Seasons
- ← 19891991 →

= 1990 Australian Drivers' Championship =

Motor racing competition

The 1990 Australian Drivers' Championship was an Australian motor racing title sanctioned by the Confederation of Australian Motor Sport and open to Formula Holden racing cars. It was the 34th Australian Drivers' Championship and the second to be contested by Formula Holden cars. The championship winner was awarded the CAMS Gold Star.

The championship was won by Simon Kane driving a Ralt RT21.

==Calendar==
The championship was contested over eight rounds with one race per round.

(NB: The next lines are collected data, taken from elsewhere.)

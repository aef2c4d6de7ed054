#![forbid(unsafe_code)]

//! Demo screens.
//!
//! Each screen owns its cells and collaborators and renders to plain text
//! lines, so the binary and the tests can inspect what a user would see.

pub mod additive_form;
pub mod cuisine_list;
pub mod registration;

/// Common interface for all demo screens.
pub trait Screen {
    /// Title shown above the screen.
    fn title(&self) -> &'static str;

    /// Render the current state as text lines.
    fn view(&self) -> Vec<String>;
}

/// Render a field's visible errors as indented lines.
pub(crate) fn error_lines(form: &painel::Form, field: &str) -> Vec<String> {
    form.visible_errors(field)
        .unwrap_or_default()
        .iter()
        .map(|err| format!("    ! {}", err.format_message()))
        .collect()
}
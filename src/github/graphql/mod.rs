pub mod error;
pub mod graphql_types;
pub mod repository;
use anyhow::Result;
use clap::{Parser, ValueEnum};
use std::env;
use std::time::Duration;
use tracing_subscriber::EnvFilter;

use catalog_search::formatter::hub_results_text;
use catalog_search::huggingface::{DEFAULT_HUB_ENDPOINT, HubClient};
use catalog_search::services::{HubSearchOptions, HubSearchService};
use catalog_search::types::{DEFAULT_RESULT_LIMIT, HubCategory, HubCategorySelection, SearchQuery};

#[derive(Parser)]
#[command(name = "search-huggingface")]
#[command(version = env!("CARGO_PKG_VERSION"))]
#[command(about = "Search Hugging Face Hub (Models, Datasets, Spaces)")]
#[command(after_help = "Examples:
  search-huggingface \"object detection\" --type models --limit 10
  search-huggingface \"coco\" --type datasets --limit 5
  search-huggingface \"gradio demo\" --type spaces --limit 10
  search-huggingface \"segment anything\" --type all

Tasks (for --task filter):
  Models: object-detection, image-segmentation, image-classification, etc.
  Datasets: object-detection, image-classification, etc.

SDKs (for --sdk filter):
  gradio, streamlit, docker, static")]
struct Cli {
    /// Search keyword
    query: String,
    /// Resource type to search
    #[arg(short = 't', long = "type", value_enum, default_value = "all")]
    category: CategoryCli,
    /// Number of results per type
    #[arg(short = 'n', long, default_value_t = DEFAULT_RESULT_LIMIT)]
    limit: usize,
    /// Filter by task (models/datasets only)
    #[arg(long)]
    task: Option<String>,
    /// Filter by library (models only)
    #[arg(long)]
    library: Option<String>,
    /// Filter by SDK (spaces only): gradio, streamlit, docker, static
    #[arg(long)]
    sdk: Option<String>,
    /// Output as JSON
    #[arg(short, long)]
    json: bool,
    /// Hub access token (can also be set via HF_TOKEN)
    #[arg(long)]
    hf_token: Option<String>,
    /// Hub endpoint (can also be set via HF_ENDPOINT; default: https://huggingface.co)
    #[arg(long)]
    endpoint: Option<String>,
    /// Request timeout in seconds for Hub API calls (default: 30 seconds)
    #[arg(long)]
    request_timeout: Option<u64>,
}

#[derive(Clone, ValueEnum)]
enum CategoryCli {
    Models,
    Datasets,
    Spaces,
    All,
}

impl From<CategoryCli> for HubCategorySelection {
    fn from(cli_category: CategoryCli) -> Self {
        match cli_category {
            CategoryCli::Models => HubCategorySelection::Models,
            CategoryCli::Datasets => HubCategorySelection::Datasets,
            CategoryCli::Spaces => HubCategorySelection::Spaces,
            CategoryCli::All => HubCategorySelection::All,
        }
    }
}

fn progress_label(category: HubCategory) -> &'static str {
    match category {
        HubCategory::Models => "Models",
        HubCategory::Datasets => "Datasets",
        HubCategory::Spaces => "Spaces",
    }
}

#[tokio::main]
async fn main() -> Result<()> {
    // Initialize rustls crypto provider early to prevent "no process-level CryptoProvider available" panics
    rustls::crypto::ring::default_provider()
        .install_default()
        .expect("Failed to install rustls crypto provider");

    // Diagnostics go to stderr so stdout carries only results
    tracing_subscriber::fmt()
        .with_env_filter(
            EnvFilter::try_from_default_env()
                .unwrap_or_else(|_| EnvFilter::new("catalog_search=warn")),
        )
        .with_writer(std::io::stderr)
        .init();

    let cli = Cli::parse();

    let endpoint = cli
        .endpoint
        .or_else(|| env::var("HF_ENDPOINT").ok())
        .unwrap_or_else(|| DEFAULT_HUB_ENDPOINT.to_string());
    let hf_token = cli.hf_token.or_else(|| env::var("HF_TOKEN").ok());

    let hub_client = match HubClient::new(
        &endpoint,
        hf_token,
        cli.request_timeout.map(Duration::from_secs),
    ) {
        Ok(client) => client,
        Err(e) => {
            eprintln!("Error: Hugging Face Hub client is not available: {:#}", e);
            eprintln!(
                "Check --endpoint / HF_ENDPOINT (default: {})",
                DEFAULT_HUB_ENDPOINT
            );
            std::process::exit(1);
        }
    };
    let service = HubSearchService::new(hub_client);

    let query = SearchQuery::new(cli.query);
    let options = HubSearchOptions {
        selection: cli.category.into(),
        limit: cli.limit,
        task: cli.task,
        library: cli.library,
        sdk: cli.sdk,
    };

    let results = service
        .search_hub(&query, &options, |category| {
            eprintln!(
                "Searching {} for: '{}'...",
                progress_label(category),
                query
            );
        })
        .await;

    if cli.json {
        println!("{}", serde_json::to_string_pretty(&results)?);
    } else {
        print!("{}", hub_results_text(query.as_str(), &results));
    }

    Ok(())
}
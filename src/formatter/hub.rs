use crate::formatter::{NOT_AVAILABLE, TextContent, banner, format_optional_count, join_or};
use crate::types::{DatasetRecord, HubCategory, HubSearchResults, ModelRecord, SpaceRecord};

/// Tags shown per record in text output
pub const DISPLAY_TAG_LIMIT: usize = 5;

fn display_tags(tags: &[String]) -> String {
    join_or(&tags[..tags.len().min(DISPLAY_TAG_LIMIT)], "None")
}

pub fn model_text(model: &ModelRecord, index: usize) -> TextContent {
    TextContent(format!(
        "\n[{}] MODEL: {}\n    Downloads: {} | Likes: {}\n    Task: {} | Library: {}\n    Tags: {}\n    URL: {}\n",
        index,
        model.id,
        format_optional_count(model.downloads),
        format_optional_count(model.likes),
        model.task.as_deref().unwrap_or(NOT_AVAILABLE),
        model.library.as_deref().unwrap_or(NOT_AVAILABLE),
        display_tags(&model.tags),
        model.url
    ))
}

pub fn dataset_text(dataset: &DatasetRecord, index: usize) -> TextContent {
    TextContent(format!(
        "\n[{}] DATASET: {}\n    Downloads: {} | Likes: {}\n    Tags: {}\n    URL: {}\n",
        index,
        dataset.id,
        format_optional_count(dataset.downloads),
        format_optional_count(dataset.likes),
        display_tags(&dataset.tags),
        dataset.url
    ))
}

pub fn space_text(space: &SpaceRecord, index: usize) -> TextContent {
    TextContent(format!(
        "\n[{}] SPACE: {}\n    Likes: {} | SDK: {}\n    Tags: {}\n    URL: {}\n",
        index,
        space.id,
        format_optional_count(space.likes),
        space.sdk.as_deref().unwrap_or(NOT_AVAILABLE),
        display_tags(&space.tags),
        space.url
    ))
}

/// Appends one category section: a count header, then every record or a
/// single "not found" line.
fn push_section<T>(
    content: &mut String,
    category: HubCategory,
    records: &[T],
    render: impl Fn(&T, usize) -> TextContent,
) {
    content.push_str(&format!(
        "\n--- {} ({} found) ---\n",
        category.to_string().to_uppercase(),
        records.len()
    ));

    if records.is_empty() {
        content.push_str(&format!("  No {} found.\n", category));
        return;
    }

    for (offset, record) in records.iter().enumerate() {
        content.push_str(&format!("{}\n", render(record, offset + 1)));
    }
}

/// Full text report; only categories present in `results` get a section
pub fn hub_results_text(query: &str, results: &HubSearchResults) -> TextContent {
    let mut content = String::new();
    content.push_str(&format!("\n{}\n", banner()));
    content.push_str(&format!("Hugging Face Search Results for: '{}'\n", query));
    content.push_str(&format!("{}\n", banner()));

    if let Some(models) = &results.models {
        push_section(&mut content, HubCategory::Models, models, model_text);
    }
    if let Some(datasets) = &results.datasets {
        push_section(&mut content, HubCategory::Datasets, datasets, dataset_text);
    }
    if let Some(spaces) = &results.spaces {
        push_section(&mut content, HubCategory::Spaces, spaces, space_text);
    }

    TextContent(content)
}
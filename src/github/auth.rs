//! GitHub credential discovery
//!
//! Authentication is delegated to the environment: an explicit token, one of
//! the conventional token variables, or the token held by an authenticated
//! `gh` CLI session.

use std::process::Command;

/// Environment variables consulted for a token, in order
pub const TOKEN_ENV_VARS: [&str; 2] = ["GITHUB_TOKEN", "GH_TOKEN"];

/// Where a resolved token came from
#[derive(Debug, Clone, PartialEq, Eq)]
pub enum TokenSource {
    Flag,
    Env(&'static str),
    GhCli,
}

impl std::fmt::Display for TokenSource {
    fn fmt(&self, f: &mut std::fmt::Formatter<'_>) -> std::fmt::Result {
        match self {
            Self::Flag => write!(f, "--github-token"),
            Self::Env(name) => write!(f, "${}", name),
            Self::GhCli => write!(f, "gh auth token"),
        }
    }
}

#[derive(Debug, Clone, PartialEq, Eq)]
pub struct ResolvedToken {
    pub token: String,
    pub source: TokenSource,
}

fn non_empty(value: Option<String>) -> Option<String> {
    value
        .map(|v| v.trim().to_string())
        .filter(|v| !v.is_empty())
}

/// Resolves a token from the flag, then the environment, then the `gh` CLI.
///
/// The lookups are injected so callers (and tests) control where values come
/// from. `gh_token` is only invoked when nothing earlier produced a token.
pub fn resolve_token_with<E, G>(
    flag: Option<String>,
    env_lookup: E,
    gh_token: G,
) -> Option<ResolvedToken>
where
    E: Fn(&str) -> Option<String>,
    G: FnOnce() -> Option<String>,
{
    if let Some(token) = non_empty(flag) {
        return Some(ResolvedToken {
            token,
            source: TokenSource::Flag,
        });
    }

    for name in TOKEN_ENV_VARS {
        if let Some(token) = non_empty(env_lookup(name)) {
            return Some(ResolvedToken {
                token,
                source: TokenSource::Env(name),
            });
        }
    }

    non_empty(gh_token()).map(|token| ResolvedToken {
        token,
        source: TokenSource::GhCli,
    })
}

/// Resolves a token from the process environment and the installed `gh` CLI
pub fn resolve_token(flag: Option<String>) -> Option<ResolvedToken> {
    resolve_token_with(flag, |name| std::env::var(name).ok(), gh_cli_token)
}

/// Token of the authenticated `gh` session, if `gh` is installed and logged in
pub fn gh_cli_token() -> Option<String> {
    match Command::new("gh").args(["auth", "token"]).output() {
        Ok(output) if output.status.success() => {
            String::from_utf8(output.stdout).ok().and_then(|s| non_empty(Some(s)))
        }
        Ok(output) => {
            tracing::debug!(
                "gh auth token exited with {}: {}",
                output.status,
                String::from_utf8_lossy(&output.stderr).trim()
            );
            None
        }
        Err(e) => {
            tracing::debug!("gh CLI is not available: {}", e);
            None
        }
    }
}
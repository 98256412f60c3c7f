//! Wire records returned by the Hub listing endpoints
//!
//! Only the fields this crate renders are declared; everything else in the
//! payload is ignored. Field names follow the Hub API, which mixes
//! snake_case (`pipeline_tag`) and camelCase (`lastModified`).

use chrono::{DateTime, Utc};
use serde::{Deserialize, Serialize};

#[derive(Debug, Clone, PartialEq, Serialize, Deserialize)]
pub struct ModelInfo {
    pub id: String,
    pub author: Option<String>,
    pub downloads: Option<u64>,
    pub likes: Option<u64>,
    pub pipeline_tag: Option<String>,
    pub library_name: Option<String>,
    pub tags: Option<Vec<String>>,
    #[serde(rename = "lastModified")]
    pub last_modified: Option<DateTime<Utc>>,
}

#[derive(Debug, Clone, PartialEq, Serialize, Deserialize)]
pub struct DatasetInfo {
    pub id: String,
    pub author: Option<String>,
    pub downloads: Option<u64>,
    pub likes: Option<u64>,
    pub tags: Option<Vec<String>>,
    #[serde(rename = "lastModified")]
    pub last_modified: Option<DateTime<Utc>>,
}

#[derive(Debug, Clone, PartialEq, Serialize, Deserialize)]
pub struct SpaceInfo {
    pub id: String,
    pub author: Option<String>,
    pub likes: Option<u64>,
    pub sdk: Option<String>,
    pub tags: Option<Vec<String>>,
    #[serde(rename = "lastModified")]
    pub last_modified: Option<DateTime<Utc>>,
}
//! Hub resource records
//!
//! Raw listing entries from the Hub are normalized into one record type per
//! category. Tag lists are capped at [`MAX_RECORD_TAGS`] and a missing author
//! is recovered from the `owner/` prefix of the identifier.

use chrono::{DateTime, Utc};
use serde::{Deserialize, Serialize};

use crate::huggingface::api_types::{DatasetInfo, ModelInfo, SpaceInfo};

/// Maximum number of tags kept on a record
pub const MAX_RECORD_TAGS: usize = 10;

/// One of the three Hub resource kinds
#[derive(
    Debug, Clone, Copy, PartialEq, Eq, Hash, Serialize, Deserialize, strum::Display, strum::EnumString,
)]
#[serde(rename_all = "lowercase")]
#[strum(serialize_all = "lowercase")]
pub enum HubCategory {
    Models,
    Datasets,
    Spaces,
}

impl HubCategory {
    /// Listing path below the Hub endpoint
    pub fn api_path(&self) -> &'static str {
        match self {
            Self::Models => "api/models",
            Self::Datasets => "api/datasets",
            Self::Spaces => "api/spaces",
        }
    }

    /// Path prefix of a resource page on the Hub website
    pub fn web_prefix(&self) -> &'static str {
        match self {
            Self::Models => "",
            Self::Datasets => "datasets/",
            Self::Spaces => "spaces/",
        }
    }
}

/// The `--type` selector: a single category or all three
#[derive(Debug, Clone, Copy, PartialEq, Eq, Default)]
pub enum HubCategorySelection {
    Models,
    Datasets,
    Spaces,
    #[default]
    All,
}

impl HubCategorySelection {
    /// Categories to query, in output order
    pub fn categories(&self) -> Vec<HubCategory> {
        match self {
            Self::Models => vec![HubCategory::Models],
            Self::Datasets => vec![HubCategory::Datasets],
            Self::Spaces => vec![HubCategory::Spaces],
            Self::All => vec![
                HubCategory::Models,
                HubCategory::Datasets,
                HubCategory::Spaces,
            ],
        }
    }
}

fn truncate_tags(tags: Option<Vec<String>>) -> Vec<String> {
    let mut tags = tags.unwrap_or_default();
    tags.truncate(MAX_RECORD_TAGS);
    tags
}

fn author_or_owner(author: Option<String>, id: &str) -> Option<String> {
    author.filter(|a| !a.is_empty()).or_else(|| {
        id.split_once('/')
            .map(|(owner, _)| owner.to_string())
            .filter(|owner| !owner.is_empty())
    })
}

#[derive(Debug, Clone, PartialEq, Serialize, Deserialize)]
pub struct ModelRecord {
    pub id: String,
    pub author: Option<String>,
    pub downloads: Option<u64>,
    pub likes: Option<u64>,
    pub task: Option<String>,
    pub library: Option<String>,
    pub tags: Vec<String>,
    pub url: String,
    pub last_modified: Option<DateTime<Utc>>,
}

impl ModelRecord {
    pub fn from_api(info: ModelInfo, url: String) -> Self {
        Self {
            author: author_or_owner(info.author, &info.id),
            downloads: info.downloads,
            likes: info.likes,
            task: info.pipeline_tag,
            library: info.library_name,
            tags: truncate_tags(info.tags),
            url,
            last_modified: info.last_modified,
            id: info.id,
        }
    }
}

#[derive(Debug, Clone, PartialEq, Serialize, Deserialize)]
pub struct DatasetRecord {
    pub id: String,
    pub author: Option<String>,
    pub downloads: Option<u64>,
    pub likes: Option<u64>,
    pub tags: Vec<String>,
    pub url: String,
    pub last_modified: Option<DateTime<Utc>>,
}

impl DatasetRecord {
    pub fn from_api(info: DatasetInfo, url: String) -> Self {
        Self {
            author: author_or_owner(info.author, &info.id),
            downloads: info.downloads,
            likes: info.likes,
            tags: truncate_tags(info.tags),
            url,
            last_modified: info.last_modified,
            id: info.id,
        }
    }
}

#[derive(Debug, Clone, PartialEq, Serialize, Deserialize)]
pub struct SpaceRecord {
    pub id: String,
    pub author: Option<String>,
    pub likes: Option<u64>,
    pub sdk: Option<String>,
    pub tags: Vec<String>,
    pub url: String,
    pub last_modified: Option<DateTime<Utc>>,
}

impl SpaceRecord {
    pub fn from_api(info: SpaceInfo, url: String) -> Self {
        Self {
            author: author_or_owner(info.author, &info.id),
            likes: info.likes,
            sdk: info.sdk,
            tags: truncate_tags(info.tags),
            url,
            last_modified: info.last_modified,
            id: info.id,
        }
    }
}

/// Results keyed by category; categories that were not queried are absent
#[derive(Debug, Clone, Default, PartialEq, Serialize, Deserialize)]
pub struct HubSearchResults {
    #[serde(default, skip_serializing_if = "Option::is_none")]
    pub models: Option<Vec<ModelRecord>>,
    #[serde(default, skip_serializing_if = "Option::is_none")]
    pub datasets: Option<Vec<DatasetRecord>>,
    #[serde(default, skip_serializing_if = "Option::is_none")]
    pub spaces: Option<Vec<SpaceRecord>>,
}
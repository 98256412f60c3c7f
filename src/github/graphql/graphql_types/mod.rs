pub mod repository;

use serde::{Deserialize, Serialize};

pub use repository::*;

#[derive(Debug, Clone, Serialize)]
pub struct GraphQLQuery(pub String);

#[derive(Debug, Clone, Serialize)]
pub struct GraphQLPayload<T: serde::Serialize> {
    pub query: GraphQLQuery,
    pub variables: Option<T>,
}

/// Envelope of every GitHub GraphQL response
#[derive(Debug, Clone, Serialize, Deserialize)]
pub struct GraphQLResponse<T> {
    pub data: Option<T>,
    pub errors: Option<Vec<GraphQLError>>,
}

#[derive(Debug, Clone, Serialize, Deserialize)]
pub struct GraphQLError {
    pub message: String,
    #[serde(default)]
    pub locations: Vec<serde_json::Value>,
    #[serde(default)]
    pub path: Vec<serde_json::Value>,
}

#[derive(Debug, Clone, Serialize, Deserialize)]
#[serde(rename_all = "camelCase")]
pub struct TotalCount {
    pub total_count: u64,
}
use crate::huggingface::{HubClient, HubListRequest};
use crate::types::{
    DatasetRecord, HubCategory, HubCategorySelection, HubSearchResults, ModelRecord, SearchQuery,
    SpaceRecord,
};

/// Filters of a Hub search; each applies only to the categories that support it
#[derive(Debug, Clone, Default)]
pub struct HubSearchOptions {
    pub selection: HubCategorySelection,
    /// Per category
    pub limit: usize,
    /// Models and datasets
    pub task: Option<String>,
    /// Models only
    pub library: Option<String>,
    /// Spaces only
    pub sdk: Option<String>,
}

/// Service for searching the three Hub categories.
///
/// A failed listing is logged and yields an empty category; the remaining
/// categories still run.
pub struct HubSearchService {
    hub_client: HubClient,
}

fn non_blank(value: Option<&str>) -> Option<String> {
    value
        .map(str::trim)
        .filter(|v| !v.is_empty())
        .map(str::to_string)
}

impl HubSearchService {
    pub fn new(hub_client: HubClient) -> Self {
        Self { hub_client }
    }

    /// Models sorted by downloads, optionally filtered by pipeline task and library
    pub async fn search_models(
        &self,
        query: &SearchQuery,
        limit: usize,
        task: Option<&str>,
        library: Option<&str>,
    ) -> Vec<ModelRecord> {
        if limit == 0 {
            return Vec::new();
        }

        let mut request = HubListRequest::new(query.as_str(), limit, "downloads");
        request.pipeline_tag = non_blank(task);
        request.filters.extend(non_blank(library));

        match self.hub_client.list_models(&request).await {
            Ok(models) => models
                .into_iter()
                .take(limit)
                .map(|info| {
                    let url = self.hub_client.resource_url(HubCategory::Models, &info.id);
                    ModelRecord::from_api(info, url)
                })
                .collect(),
            Err(e) => {
                tracing::error!("Error searching models: {:#}", e);
                Vec::new()
            }
        }
    }

    /// Datasets sorted by downloads, optionally filtered by task category
    pub async fn search_datasets(
        &self,
        query: &SearchQuery,
        limit: usize,
        task: Option<&str>,
    ) -> Vec<DatasetRecord> {
        if limit == 0 {
            return Vec::new();
        }

        let mut request = HubListRequest::new(query.as_str(), limit, "downloads");
        request
            .filters
            .extend(non_blank(task).map(|task| format!("task_categories:{}", task)));

        match self.hub_client.list_datasets(&request).await {
            Ok(datasets) => datasets
                .into_iter()
                .take(limit)
                .map(|info| {
                    let url = self
                        .hub_client
                        .resource_url(HubCategory::Datasets, &info.id);
                    DatasetRecord::from_api(info, url)
                })
                .collect(),
            Err(e) => {
                tracing::error!("Error searching datasets: {:#}", e);
                Vec::new()
            }
        }
    }

    /// Spaces sorted by likes, optionally filtered by SDK
    pub async fn search_spaces(
        &self,
        query: &SearchQuery,
        limit: usize,
        sdk: Option<&str>,
    ) -> Vec<SpaceRecord> {
        if limit == 0 {
            return Vec::new();
        }

        let mut request = HubListRequest::new(query.as_str(), limit, "likes");
        request.filters.extend(non_blank(sdk));

        match self.hub_client.list_spaces(&request).await {
            Ok(spaces) => spaces
                .into_iter()
                .take(limit)
                .map(|info| {
                    let url = self.hub_client.resource_url(HubCategory::Spaces, &info.id);
                    SpaceRecord::from_api(info, url)
                })
                .collect(),
            Err(e) => {
                tracing::error!("Error searching spaces: {:#}", e);
                Vec::new()
            }
        }
    }

    /// Runs the selected categories one after another.
    ///
    /// `on_category` is called before each category's request, which the CLI
    /// uses for progress lines. Unselected categories stay `None`.
    pub async fn search_hub<F>(
        &self,
        query: &SearchQuery,
        options: &HubSearchOptions,
        mut on_category: F,
    ) -> HubSearchResults
    where
        F: FnMut(HubCategory),
    {
        let mut results = HubSearchResults::default();

        for category in options.selection.categories() {
            on_category(category);
            match category {
                HubCategory::Models => {
                    results.models = Some(
                        self.search_models(
                            query,
                            options.limit,
                            options.task.as_deref(),
                            options.library.as_deref(),
                        )
                        .await,
                    );
                }
                HubCategory::Datasets => {
                    results.datasets = Some(
                        self.search_datasets(query, options.limit, options.task.as_deref())
                            .await,
                    );
                }
                HubCategory::Spaces => {
                    results.spaces = Some(
                        self.search_spaces(query, options.limit, options.sdk.as_deref())
                            .await,
                    );
                }
            }
        }

        results
    }
}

| Round | Race name | Circuit | State | Date | Winning driver | Winning car |
| 1 |  | Phillip Island | Victoria | 25 March | Simon Kane | Ralt RT21 |
| 2 |  | Winton | Victoria | 8 April | John Briggs | Ralt RT21 |
| 3 |  | Amaroo Park | New South Wales | 27 May | Mark Poole | Shrike 003 |
| 4 | ACL Trophy | Mallala | South Australia | 10 June | Mark Skaife | SPA |
| 5 |  | Oran Park | New South Wales | 19 August | Mark Skaife | SPA |
| 6 |  | Sandown | Victoria | 9 September | Mark Poole | Shrike 003 |
| 7 |  | Winton | Victoria | 7 October | Simon Kane | Ralt RT21 |
| 8 | Thalgo Trophy | Adelaide | South Australia | 3 November | Neil Crompton | Ralt RT20 |

==Teams and drivers==
The following teams and drivers competed in the 1990 Australian Drivers' Championship.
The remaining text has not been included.